Notably, there is a provision in Mr. Von Behren's contract with RSA that instructs RSA “to report to any appropriate authority or authorities any occurrence or potential occurrence of any sexual offense.” Rec., vol. 1 at 174. This provision, which specifically authorizes his examiner to report his admissions to the police, undoubtedly adds to Mr. Von Behren's apprehension in regard to answering the four questions. Because the answers to the four mandatory questions could focus an investigation—otherwise ignorant of his past sex crimes—on Mr. Von Behren, and also because his confession to these past crimes could potentially be used against him at trial under Fed.R.Evid. 413 and 414, we conclude that Mr. Von Behren faces at least some authentic danger of self-incrimination by answering three of the four mandatory questions in the RSA's sexual history polygraph.
After concluding in its final order that RSA's sexual polygraph questions do not pose a real and appreciable risk of incrimination to Mr. Von Behren, the district court saw no need to consider whether there was compulsion. Having disagreed with the district court on the incrimination issue, we turn to the issue of compulsion.
“[T]he touchstone of the Fifth Amendment is compulsion․” Lefkowitz v. Cunningham, 431 U.S. 801, 806, 97 S.Ct. 2132, 53 L.Ed.2d 1 (1977). The privilege's prohibition against compulsion prevents the state from threatening to impose “substantial penalties because a witness elects to exercise his Fifth Amendment right not to give incriminating testimony against himself.” Id. at 805. This is so because “the privilege against compelled self-incrimination could not abide any ‘attempt, regardless of its ultimate effectiveness, to coerce a waiver of the immunity it confers.’ ” Id. at 805–06 (quoting Gardner v. Broderick, 392 U.S. 273, 279, 88 S.Ct. 1913, 20 L.Ed.2d 1082 (1968)) (emphasis added). Relying on Cunningham, the district court determined in its initial order finding a risk of incrimination, that the penalty of potential “revocation of supervised release and concomitant incarceration ․ is sufficiently severe to constitute compulsion.” Rec., vol. 1 at 114. We agree with that conclusion.
The Fifth Amendment's text “does not prohibit all penalties levied in response to a person's refusal to incriminate himself.” McKune v.
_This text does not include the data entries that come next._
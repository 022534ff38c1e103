use std::io::{self, IsTerminal};
use std::sync::OnceLock;
use std::time::Duration;

use indicatif::ProgressStyle;
use opentelemetry::global;
use opentelemetry::trace::TracerProvider as _;
use tracing::Metadata;
use tracing_indicatif::{IndicatifLayer, TickSettings};
use tracing_opentelemetry::OpenTelemetryLayer;
use tracing_subscriber::EnvFilter;
use tracing_subscriber::Layer;
use tracing_subscriber::filter::{self, LevelFilter};
use tracing_subscriber::fmt;
use tracing_subscriber::layer::SubscriberExt;
use tracing_subscriber::util::SubscriberInitExt;

use crate::error::TelemetryError;

const DEFAULT_LOG_FILTER: &str = "warn";

static TRACING_INITIALISED: OnceLock<Result<(), TelemetryError>> = OnceLock::new();

/// Initialises structured logging and OpenTelemetry tracing support.
///
/// Only the first call configures the subscriber; later calls return its
/// outcome. `level` overrides `RUST_LOG` when set.
pub(crate) fn initialise_tracing(
    service_name: &str,
    interactive_terminal: bool,
    level: Option<LevelFilter>,
) -> Result<(), &'static TelemetryError> {
    TRACING_INITIALISED
        .get_or_init(|| initialise_tracing_once(service_name, interactive_terminal, level))
        .as_ref()
        .copied()
}

fn initialise_tracing_once(
    service_name: &str,
    interactive_terminal: bool,
    level: Option<LevelFilter>,
) -> Result<(), TelemetryError> {
    let tracer_provider = opentelemetry_sdk::trace::SdkTracerProvider::builder().build();
    let tracer = tracer_provider.tracer(service_name.to_owned());
    global::set_tracer_provider(tracer_provider);

    let log_filter = log_filter(level);
    let is_interactive = interactive_terminal && io::stderr().is_terminal();

    if is_interactive {
        let indicatif_layer = IndicatifLayer::new()
            .with_progress_style(progress_style())
            .with_tick_settings(progress_tick_settings());
        let formatting_layer = fmt::layer()
            .pretty()
            .with_target(false)
            .with_writer(indicatif_layer.get_stderr_writer());
        let progress_layer = indicatif_layer.with_filter(filter::filter_fn(progress_span_filter));

        tracing_subscriber::registry()
            .with(formatting_layer.with_filter(log_filter))
            .with(progress_layer)
            .with(OpenTelemetryLayer::new(tracer))
            .try_init()?;
    } else {
        tracing_subscriber::registry()
            .with(
                fmt::layer()
                    .json()
                    .with_writer(io::stderr)
                    .with_target(false)
                    .with_filter(log_filter),
            )
            .with(OpenTelemetryLayer::new(tracer))
            .try_init()?;
    }

    Ok(())
}

fn log_filter(level: Option<LevelFilter>) -> EnvFilter {
    match level {
        Some(level) => EnvFilter::new(level.to_string()),
        None => EnvFilter::try_from_default_env()
            .unwrap_or_else(|_| EnvFilter::new(DEFAULT_LOG_FILTER)),
    }
}

fn progress_style() -> ProgressStyle {
    ProgressStyle::with_template("{spinner:.cyan.bold} {span_name} {msg} {wide_bar:.cyan/blue} {pos}/{len}")
        .unwrap_or_else(|_error| ProgressStyle::default_spinner())
}

fn progress_tick_settings() -> TickSettings {
    TickSettings {
        default_tick_interval: Some(Duration::from_millis(90)),
        ..TickSettings::default()
    }
}

fn progress_span_filter(metadata: &Metadata<'_>) -> bool {
    metadata.is_span()
        && metadata.target().starts_with("gattlink::")
        && matches!(
            *metadata.level(),
            tracing::Level::INFO | tracing::Level::WARN | tracing::Level::ERROR
        )
}

#[cfg(test)]
mod tests {
    use pretty_assertions::assert_eq;
    use rstest::rstest;
    use tracing::Level;
    use tracing::callsite::Identifier;
    use tracing::field::FieldSet;
    use tracing::metadata::Kind;

    use super::*;

    struct NoCallsite;
    static NO_CALLSITE: NoCallsite = NoCallsite;
    impl tracing::Callsite for NoCallsite {
        fn set_interest(&self, _interest: tracing::subscriber::Interest) {}
        fn metadata(&self) -> &Metadata<'_> {
            unimplemented!("test callsite has no static metadata")
        }
    }

    fn span_metadata(target: &'static str, level: Level) -> Metadata<'static> {
        Metadata::new(
            "span",
            target,
            level,
            None,
            None,
            None,
            FieldSet::new(&[], Identifier(&NO_CALLSITE)),
            Kind::SPAN,
        )
    }

    #[rstest]
    #[case::own_info_span("gattlink::gatt::session", Level::INFO, true)]
    #[case::own_debug_span("gattlink::gatt::session", Level::DEBUG, false)]
    #[case::foreign_span("btleplug::api", Level::INFO, false)]
    fn progress_filter_shows_own_info_spans(
        #[case] target: &'static str,
        #[case] level: Level,
        #[case] expected: bool,
    ) {
        assert_eq!(expected, progress_span_filter(&span_metadata(target, level)));
    }

    #[test]
    fn explicit_level_overrides_environment() {
        assert_eq!("debug", log_filter(Some(LevelFilter::DEBUG)).to_string());
    }
}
Lile, 536 U.S. 24, 49, 122 S.Ct. 2017, 153 L.Ed.2d 47 (2002) (O'Connor, J., concurring). Rather, only “some penalties are so great as to ‘compe[l]’ [incriminating] testimony, while others do not rise to that level.” Id. (first alteration in original). The Court in McKune considered whether a prison inmate was unconstitutionally compelled to incriminate himself when the state threatened a reduction in his prison privileges and housing accommodations if he refused to admit past offenses in response to sexual polygraph questions. Id. at 31. Justice O'Connor agreed in her concurring opinion with the plurality's conclusion that the state's threat to reduce prison privileges did not rise to the level of compulsion. See id. at 48–54 (O'Connor, J., concurring). But she did “not agree with the suggestion in the plurality opinion that these penalties could permissibly rise to the level of those ․ [like] longer incarceration ․ [that] are far greater than those we have already held to constitute unconstitutional compulsion in the [so-called] penalty cases.” Id. at 52.7 See id. at 49–50 (citing penalty cases including Lefkowitz v. Cunningham, 431 U.S. 801, 97 S.Ct. 2132, 53 L.Ed.2d 1 (1977), and Turley, 414 U.S. 70, 94 S.Ct. 316, 38 L.Ed.2d 274 (1973)).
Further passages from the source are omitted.